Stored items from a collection

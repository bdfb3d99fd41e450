use std::path::PathBuf;

use clap::Parser;
use log::LevelFilter;

#[derive(Parser, Debug)]
#[command(author, version, about)]
pub struct Cli {
    #[arg(short, long, value_name = "FILE")]
    pub input_file: PathBuf,
    #[arg(short, long, value_name = "FOLDER")]
    pub solution_folder: PathBuf,
    #[arg(
        short,
        long,
        value_name = "[off, error, warn, info, debug, trace]",
        default_value = "info"
    )]
    pub log_level: LevelFilter,
}
//! `cutstock-rs` is an engine for the 2D rectangular cutting-stock problem.
//!
//! It provides the deterministic building blocks a search heuristic needs:
//! a validated [`PartCatalog`](entities::PartCatalog), a greedy guillotine
//! [`decoder`] turning a placement ordering into a layout, dual-mode
//! [`freespace`] computation (spatial partition tree or occupancy-bitmap
//! sweep) and layout [`stats`]. The metaheuristic driving the search lives
//! in a separate crate.

pub mod decoder;
pub mod entities;
pub mod freespace;
pub mod geometry;
pub mod stats;
pub mod util;
//! Common traits for mergeable heap data structures
//!
//! Every backing algorithm in this crate implements [`MergeableHeap`]: the five
//! classic mergeable-heap operations (make-heap, insert, minimum, extract-min,
//! union) plus a non-mutating traversal used for diagnostics.
//!
//! The heaps store bare keys; the key itself is the priority. Use
//! `std::cmp::Reverse<K>` to get max-heap behavior.

use crate::any::Algorithm;
use thiserror::Error;

/// Error type for heap operations that can be rejected
///
/// Empty heaps are not an error: `minimum` and `extract_min` report them as
/// `None`.
#[derive(Debug, Clone, PartialEq, Eq, Error)]
pub enum HeapError {
    /// Two heaps backed by different algorithms were asked to merge
    #[error("cannot merge {src} heap into {dst} heap")]
    AlgorithmMismatch { dst: Algorithm, src: Algorithm },
    /// An algorithm name did not match any known backing algorithm
    #[error("unknown heap algorithm `{0}` (expected unsorted, sorted or lazy-binomial)")]
    UnknownAlgorithm(String),
}

/// Base trait for mergeable heap / priority queue data structures
///
/// `merge` takes the other heap by mutable reference and leaves it empty, so
/// the donor can be reused as a fresh heap afterwards. Because both sides are
/// `Self`, merging two different algorithms does not type-check; see
/// [`AnyHeap`](crate::AnyHeap) for the runtime-selected variant.
///
/// # Example
///
/// ```rust
/// use mergeable_heaps::MergeableHeap;
/// use mergeable_heaps::lazy_binomial::LazyBinomialHeap;
///
/// let mut a = LazyBinomialHeap::new();
/// a.insert(10);
/// a.insert(5);
///
/// let mut b = LazyBinomialHeap::new();
/// b.insert(15);
/// b.insert(20);
///
/// a.merge(&mut b);
/// assert!(b.is_empty());
/// assert_eq!(a.minimum(), Some(&5));
/// assert_eq!(a.into_sorted_vec(), vec![5, 10, 15, 20]);
/// ```
pub trait MergeableHeap<K: Ord> {
    /// Borrowing iterator over the keys in the algorithm's natural order
    type Iter<'a>: Iterator<Item = &'a K>
    where
        Self: 'a,
        K: 'a;

    /// Creates a new empty heap (MAKE-HEAP)
    fn new() -> Self;

    /// Returns the number of keys in the heap
    fn len(&self) -> usize;

    /// Returns true if the heap holds no keys
    fn is_empty(&self) -> bool {
        self.len() == 0
    }

    /// Inserts a key, taking ownership of it
    fn insert(&mut self, key: K);

    /// Returns the minimum key without removing it
    ///
    /// # Time Complexity
    /// O(1) for all implementations
    fn minimum(&self) -> Option<&K>;

    /// Removes and returns the minimum key
    fn extract_min(&mut self) -> Option<K>;

    /// Moves every key of `other` into `self`, leaving `other` empty
    ///
    /// No keys are copied; nodes change owner.
    fn merge(&mut self, other: &mut Self);

    /// Walks the keys in heap order without mutating the heap
    ///
    /// The order is the algorithm's physical layout, not sorted order (except
    /// for [`SortedLinkedHeap`](crate::sorted::SortedLinkedHeap)).
    fn iter(&self) -> Self::Iter<'_>;

    /// Visits every key in ascending order, leaving the heap's contents intact
    ///
    /// Keys are extracted one by one into a temporary heap of the same
    /// algorithm, `visit` sees each one as it comes out, and the temporary heap
    /// is merged back at the end.
    ///
    /// # Time Complexity
    /// n * O(extract_min) + n * O(insert) + O(merge), even for heaps whose
    /// storage is already sorted.
    fn sort_with<F>(&mut self, mut visit: F)
    where
        Self: Sized,
        F: FnMut(&K),
    {
        let mut temp = Self::new();
        while let Some(key) = self.extract_min() {
            visit(&key);
            temp.insert(key);
        }
        self.merge(&mut temp);
    }

    /// Rearranges the heap by a full extract-and-merge pass
    ///
    /// For the lazy binomial heap this leaves the forest consolidated.
    fn sort(&mut self)
    where
        Self: Sized,
    {
        self.sort_with(|_| {});
    }

    /// Drains the heap into a vector in ascending order
    fn into_sorted_vec(mut self) -> Vec<K>
    where
        Self: Sized,
    {
        let mut keys = Vec::with_capacity(self.len());
        while let Some(key) = self.extract_min() {
            keys.push(key);
        }
        keys
    }
}
//! Unsorted Linked Heap implementation
//!
//! An unordered doubly-linked list with a cached pointer to the minimum node.
//! Order is never maintained, so the cost of a heap lives in extraction.
//!
//! # Time Complexity
//!
//! | Operation     | Complexity |
//! |---------------|------------|
//! | `insert`      | O(1)       |
//! | `minimum`     | O(1)       |
//! | `extract_min` | O(n)       |
//! | `merge`       | O(1)       |
//!
//! # Example
//!
//! ```rust
//! use mergeable_heaps::MergeableHeap;
//! use mergeable_heaps::unsorted::UnsortedLinkedHeap;
//!
//! let mut heap = UnsortedLinkedHeap::new();
//! heap.insert(10);
//! heap.insert(5);
//! heap.insert(15);
//!
//! assert_eq!(heap.minimum(), Some(&5));
//! // Diagnostic traversal keeps insertion order
//! assert_eq!(heap.iter().copied().collect::<Vec<_>>(), vec![10, 5, 15]);
//! assert_eq!(heap.extract_min(), Some(5));
//! ```

use crate::traits::MergeableHeap;
use std::fmt;
use std::iter::FusedIterator;
use std::marker::PhantomData;
use std::mem;
use std::ptr::NonNull;

type Link<K> = Option<NonNull<Node<K>>>;

struct Node<K> {
    key: K,
    next: Link<K>,
    prev: Link<K>,
}

/// Mergeable heap over an unsorted doubly-linked list
///
/// `head`/`tail` own the list; `min` is a non-owning pointer into it.
pub struct UnsortedLinkedHeap<K> {
    head: Link<K>,
    tail: Link<K>,
    /// Node holding the smallest key, None iff the list is empty
    min: Link<K>,
    len: usize,
    _marker: PhantomData<Box<Node<K>>>,
}

// The heap exclusively owns its nodes, just like `std::collections::LinkedList`.
unsafe impl<K: Send> Send for UnsortedLinkedHeap<K> {}
unsafe impl<K: Sync> Sync for UnsortedLinkedHeap<K> {}

impl<K> Drop for UnsortedLinkedHeap<K> {
    fn drop(&mut self) {
        let mut current = self.head.take();
        while let Some(node) = current {
            // SAFETY: every node reachable from head was leaked from a Box by
            // `insert` and is freed exactly once here.
            let node = unsafe { Box::from_raw(node.as_ptr()) };
            current = node.next;
        }
        self.tail = None;
        self.min = None;
    }
}

impl<K: Ord> MergeableHeap<K> for UnsortedLinkedHeap<K> {
    type Iter<'a>
        = Iter<'a, K>
    where
        Self: 'a,
        K: 'a;

    fn new() -> Self {
        Self {
            head: None,
            tail: None,
            min: None,
            len: 0,
            _marker: PhantomData,
        }
    }

    fn len(&self) -> usize {
        self.len
    }

    /// Appends the key at the tail
    ///
    /// **Time Complexity**: O(1)
    fn insert(&mut self, key: K) {
        let node = NonNull::from(Box::leak(Box::new(Node {
            key,
            next: None,
            prev: self.tail,
        })));

        unsafe {
            match self.tail {
                Some(tail) => (*tail.as_ptr()).next = Some(node),
                None => self.head = Some(node),
            }
            self.tail = Some(node);

            let is_new_min = match self.min {
                Some(min) => (*node.as_ptr()).key < (*min.as_ptr()).key,
                None => true,
            };
            if is_new_min {
                self.min = Some(node);
            }
        }

        self.len += 1;
    }

    fn minimum(&self) -> Option<&K> {
        // SAFETY: `min` points into the list owned by `self`, which cannot be
        // mutated while the returned borrow is alive.
        self.min.map(|min| unsafe { &(*min.as_ptr()).key })
    }

    /// Removes and returns the minimum key
    ///
    /// **Time Complexity**: O(n)
    ///
    /// Unlinking the cached minimum is O(1) thanks to the `prev` back-link.
    /// The new minimum has to be found by rescanning the whole list.
    fn extract_min(&mut self) -> Option<K> {
        let min = self.min.take()?;

        // SAFETY: `min` is a live node of this list; after unlinking it nothing
        // else refers to it, so reclaiming the Box is sound.
        let node = unsafe {
            self.unlink(min);
            Box::from_raw(min.as_ptr())
        };

        self.len -= 1;
        self.min = self.scan_min();
        Some(node.key)
    }

    /// Splices `other`'s list onto our tail
    ///
    /// **Time Complexity**: O(1). An empty `other` is a no-op.
    fn merge(&mut self, other: &mut Self) {
        let (Some(other_head), Some(other_tail), Some(other_min)) =
            (other.head.take(), other.tail.take(), other.min.take())
        else {
            return;
        };

        unsafe {
            match (self.tail, self.min) {
                (Some(tail), Some(min)) => {
                    (*tail.as_ptr()).next = Some(other_head);
                    (*other_head.as_ptr()).prev = Some(tail);
                    if (*other_min.as_ptr()).key < (*min.as_ptr()).key {
                        self.min = Some(other_min);
                    }
                }
                _ => {
                    self.head = Some(other_head);
                    self.min = Some(other_min);
                }
            }
        }

        self.tail = Some(other_tail);
        self.len += mem::take(&mut other.len);
    }

    fn iter(&self) -> Iter<'_, K> {
        Iter {
            next: self.head,
            remaining: self.len,
            _marker: PhantomData,
        }
    }
}

impl<K: Ord> UnsortedLinkedHeap<K> {
    /// Detaches `node` from the list, fixing up its neighbours and head/tail
    ///
    /// # Safety
    /// `node` must be a live node of this list.
    unsafe fn unlink(&mut self, node: NonNull<Node<K>>) {
        let next = (*node.as_ptr()).next.take();
        let prev = (*node.as_ptr()).prev.take();

        match prev {
            Some(prev) => (*prev.as_ptr()).next = next,
            None => self.head = next,
        }
        match next {
            Some(next) => (*next.as_ptr()).prev = prev,
            None => self.tail = prev,
        }
    }

    /// Finds the node with the smallest key by walking the whole list
    ///
    /// The first of several equal minimums wins.
    fn scan_min(&self) -> Link<K> {
        let mut best = self.head?;
        let mut current = unsafe { (*best.as_ptr()).next };
        while let Some(node) = current {
            unsafe {
                if (*node.as_ptr()).key < (*best.as_ptr()).key {
                    best = node;
                }
                current = (*node.as_ptr()).next;
            }
        }
        Some(best)
    }
}

impl<K: Ord> Default for UnsortedLinkedHeap<K> {
    fn default() -> Self {
        Self::new()
    }
}

impl<K: Ord> Extend<K> for UnsortedLinkedHeap<K> {
    fn extend<I: IntoIterator<Item = K>>(&mut self, iter: I) {
        for key in iter {
            self.insert(key);
        }
    }
}

impl<K: Ord> FromIterator<K> for UnsortedLinkedHeap<K> {
    fn from_iter<I: IntoIterator<Item = K>>(iter: I) -> Self {
        let mut heap = Self::new();
        heap.extend(iter);
        heap
    }
}

impl<K: Ord + fmt::Debug> fmt::Debug for UnsortedLinkedHeap<K> {
    fn fmt(&self, f: &mut fmt::Formatter<'_>) -> fmt::Result {
        f.debug_list().entries(self.iter()).finish()
    }
}

/// Iterator over the keys of an [`UnsortedLinkedHeap`] in list order
pub struct Iter<'a, K> {
    next: Link<K>,
    remaining: usize,
    _marker: PhantomData<&'a K>,
}

impl<K> Clone for Iter<'_, K> {
    fn clone(&self) -> Self {
        Iter {
            next: self.next,
            remaining: self.remaining,
            _marker: PhantomData,
        }
    }
}

impl<'a, K> Iterator for Iter<'a, K> {
    type Item = &'a K;

    fn next(&mut self) -> Option<&'a K> {
        let node = self.next?;
        // SAFETY: the iterator borrows the heap for 'a, so every node stays alive
        // and unmodified for that long.
        unsafe {
            self.next = (*node.as_ptr()).next;
            self.remaining -= 1;
            Some(&(*node.as_ptr()).key)
        }
    }

    fn size_hint(&self) -> (usize, Option<usize>) {
        (self.remaining, Some(self.remaining))
    }
}

impl<K> ExactSizeIterator for Iter<'_, K> {}

impl<K> FusedIterator for Iter<'_, K> {}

_Task requirements_. In the entries above, restate word for word the lines between the one holding "is a no-op." and the one holding "match (self.tail, self.min)", inclusive, and nothing besides.

_Answer to this problem_.
    /// **Time Complexity**: O(1). An empty `other` is a no-op.
    fn merge(&mut self, other: &mut Self) {
        let (Some(other_head), Some(other_tail), Some(other_min)) =
            (other.head.take(), other.tail.take(), other.min.take())
        else {
            return;
        };

        unsafe {
            match (self.tail, self.min) {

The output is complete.